These are all little known facts about the system dealing with inmates, prisons and the law. This will be updated as they become known to us.

The death penalty doesn't deter crime. Since the death penalty was reinstated in 1976, the South has carried out 80% of the nation's executions, yet it has the highest murder rate of any region in the country.

About 4% of our population are in prison, add that to the 4%-6% unemployment rate and that means about 1 out of 10 U.S. citizens are either in jail or unemployed.

A study by the U.S. General Accounting Office found racial prejudice in death sentencing. The race of the murder victim was shown to be a determining factor; killers of whites were proportionately more likely to be executed than were killers of blacks.

Most prison inmates are "kept" in there cells (sometimes at 200% capacity) for 20+ hours a day. Often inmates are confined to there cell 22+ hours a day, they are let out for meals and a very short time to exercise.

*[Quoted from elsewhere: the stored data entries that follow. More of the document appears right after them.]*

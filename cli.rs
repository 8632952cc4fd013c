/* This Source Code Form is subject to the terms of the Mozilla Public
 * License, v. 2.0. If a copy of the MPL was not distributed with this
 * file, You can obtain one at https://mozilla.org/MPL/2.0/. */

//! Command-line surface for the launch shell.

use std::path::PathBuf;

use bpaf::{construct, long, OptionParser, Parser};

#[derive(Debug, Clone)]
pub struct CliArgs {
    /// Preferences file overriding the default location.
    pub prefs: Option<PathBuf>,
    /// State directory overriding the preferences value.
    pub data_dir: Option<PathBuf>,
    /// JSON file standing in for the attribution callback.
    pub attribution: Option<PathBuf>,
    /// Deep-link URL delivered at startup.
    pub deep_link: Option<String>,
    /// Skip the connectivity probe and report the network down.
    pub offline: bool,
}

pub fn cli_parser() -> OptionParser<CliArgs> {
    let prefs = long("prefs")
        .help("Path to the preferences file")
        .argument::<PathBuf>("FILE")
        .optional();
    let data_dir = long("data-dir")
        .help("Directory for persisted launch state")
        .argument::<PathBuf>("DIR")
        .optional();
    let attribution = long("attribution")
        .help("JSON file with the attribution payload")
        .argument::<PathBuf>("FILE")
        .optional();
    let deep_link = long("deep-link")
        .help("Open this URL directly, bypassing remote config")
        .argument::<String>("URL")
        .optional();
    let offline = long("offline")
        .help("Treat the network as unavailable")
        .switch();
    construct!(CliArgs {
        prefs,
        data_dir,
        attribution,
        deep_link,
        offline,
    })
    .to_options()
    .descr("Launch-mode resolver and embedded browser session shell")
    .version(env!("CARGO_PKG_VERSION"))
}

#[cfg(test)]
mod tests {
    use super::*;
    use bpaf::Args;

    #[test]
    fn test_defaults() {
        static EMPTY: [&str; 0] = [];
        let args = cli_parser().run_inner(Args::from(&EMPTY)).unwrap();
        assert!(args.prefs.is_none());
        assert!(args.data_dir.is_none());
        assert!(args.attribution.is_none());
        assert!(args.deep_link.is_none());
        assert!(!args.offline);
    }

    #[test]
    fn test_full_invocation() {
        let args = cli_parser()
            .run_inner(Args::from(&[
                "--prefs",
                "prefs.toml",
                "--data-dir",
                "/tmp/state",
                "--attribution",
                "payload.json",
                "--deep-link",
                "https://eggs.example/push",
                "--offline",
            ]))
            .unwrap();
        assert_eq!(args.prefs, Some(PathBuf::from("prefs.toml")));
        assert_eq!(args.data_dir, Some(PathBuf::from("/tmp/state")));
        assert_eq!(args.attribution, Some(PathBuf::from("payload.json")));
        assert_eq!(args.deep_link.as_deref(), Some("https://eggs.example/push"));
        assert!(args.offline);
    }
}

On death row in Huntsville Tx. you are transported for your execution across town, as they have no facilities there.

Experts estimate that at least 1/2 of 1% of the current inmate population is innocent. Records of these statistics are not kept. That would be 8000 innocent out of 1.6 million.

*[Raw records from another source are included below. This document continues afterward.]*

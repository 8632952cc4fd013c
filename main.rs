/* This Source Code Form is subject to the terms of the Mozilla Public
 * License, v. 2.0. If a copy of the MPL was not distributed with this
 * file, You can obtain one at https://mozilla.org/MPL/2.0/. */

//! Binary entry point: wires the CLI, preferences, launch store and
//! event channel together, resolves a launch mode, and on `Display`
//! stands up the browser session controller at the resolved URL.

use std::rc::Rc;
use std::sync::Arc;
use std::time::Duration;

use log::{error, info, warn};
use url::Url;

use eggshell::attribution::AttributionBridge;
use eggshell::cli;
use eggshell::connectivity::{self, ConnectivityMonitor};
use eggshell::launcher::{LaunchController, LaunchMode, LaunchRuntime, LauncherEvent, LauncherHost};
use eggshell::notifications::PromptOutcome;
use eggshell::persistence::LaunchStore;
use eggshell::prefs::AppPreferences;
use eggshell::remote_config::ConfigClient;
use eggshell::session::BrowserSessionController;
use eggshell::surface::{SurfaceHost, SurfaceId};

const RESOLUTION_WAIT: Duration = Duration::from_secs(15);

struct ShellSurfaceHost;

impl SurfaceHost for ShellSurfaceHost {
    fn open_external(&self, url: &Url) {
        info!("deflecting to platform handler: {url}");
    }

    fn surface_attached(&self, id: SurfaceId) {
        info!("secondary surface attached: {id:?}");
    }

    fn surface_detached(&self, id: SurfaceId) {
        info!("secondary surface detached: {id:?}");
    }
}

struct ShellHost {
    store: Arc<LaunchStore>,
}

impl LauncherHost for ShellHost {
    fn mode_changed(&mut self, mode: LaunchMode, url: Option<&Url>) {
        match mode {
            LaunchMode::Display => {
                let Some(url) = url else {
                    warn!("Display resolved without a URL");
                    return;
                };
                info!("display session at {url}");
                let mut session =
                    BrowserSessionController::new(self.store.clone(), Rc::new(ShellSurfaceHost));
                let primary = session.primary_id();
                session.navigate(primary, url.clone());
            },
            LaunchMode::Fallback => info!("native utility surface"),
            LaunchMode::Offline => info!("offline screen (retry available)"),
            LaunchMode::Loading => {},
        }
    }

    fn show_notification_prompt(&mut self) -> PromptOutcome {
        // Headless shell has no dialog to show.
        info!("notification prompt suppressed (headless)");
        PromptOutcome::Declined
    }

    fn register_for_push(&mut self) {
        info!("registering for remote push");
    }
}

fn run(args: cli::CliArgs) -> Result<(), Box<dyn std::error::Error>> {
    let mut prefs = AppPreferences::load(args.prefs.as_deref())?;
    if let Some(dir) = args.data_dir {
        prefs.data_dir = Some(dir);
    }
    let store = Arc::new(LaunchStore::open(prefs.data_dir())?);
    let controller = LaunchController::new(store.clone(), prefs.clone());

    let (tx, rx) = crossbeam_channel::unbounded();

    if args.offline {
        tx.send(LauncherEvent::ConnectivityChanged { satisfied: false })?;
    } else if let Some((host, port)) = connectivity::probe_target(&prefs.config_endpoint) {
        ConnectivityMonitor::spawn(host, port, tx.clone());
    } else {
        warn!("Config endpoint has no probe target; assuming network up");
        tx.send(LauncherEvent::ConnectivityChanged { satisfied: true })?;
    }

    if let Some(link) = args.deep_link {
        tx.send(LauncherEvent::DeepLinkReceived(link))?;
    }

    let bridge = AttributionBridge::new(tx.clone());
    match &args.attribution {
        Some(path) => {
            let raw = std::fs::read_to_string(path)?;
            match serde_json::from_str(&raw) {
                Ok(values) => bridge.conversion_data_received(values),
                Err(e) => bridge.conversion_data_failed(format!("payload file malformed: {e}")),
            }
        },
        None => {
            // No attribution source wired in; the empty-payload path
            // still resolves a mode.
            bridge.conversion_data_received(std::collections::BTreeMap::new());
        },
    }

    let client = ConfigClient::new()?;
    let host = ShellHost { store };
    let mut runtime = LaunchRuntime::new(controller, rx, tx, client, host);
    let mode = runtime.run_until_resolved(RESOLUTION_WAIT);
    info!("launch mode resolved: {mode:?}");
    Ok(())
}

fn main() {
    env_logger::Builder::from_env(env_logger::Env::default().default_filter_or("info")).init();
    let args = cli::cli_parser().run();
    if let Err(e) = run(args) {
        error!("fatal: {e}");
        std::process::exit(1);
    }
}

It is estimated that half of all death row inmates are minorities.

In Florida when visting an inmate you are not allowed to bring him anything unless it's purchased through the commisary

5.3 million people were on probation, in jail or prison, or on parole at yearend 1995--nearly 2.8% of all U.S. adult residents.

State and Federal prisons held about 1.2 million prisoners at yearend 1996.(1.6 at present)

At the end of 1995, the rate of confirmed AIDS in State and Federal prisons was more than 6 times higher than in the total U.S. population. Approximately 0.51% of all prisoners had confirmed AIDS.

Since the death penalty was reinstated by the Supreme Court in 1976, for every 7 prisoners who were executed, 1 prisoner awaiting execution was found to be innocent and released. That's 82 people who were on death row before their innocence was established, including 18 in Florida, 10 in Illinois since 1994, and 6 nationwide just this year. Their release came about not because the system worked, but in spite of it.

Alabama sentences more people to death per capita than any other state.

Alabama is 2nd (behind Texas) in the number of juveniles on death row.

31% of the black male population in Alabama has permanently lost the right to vote. (Highest in the country.)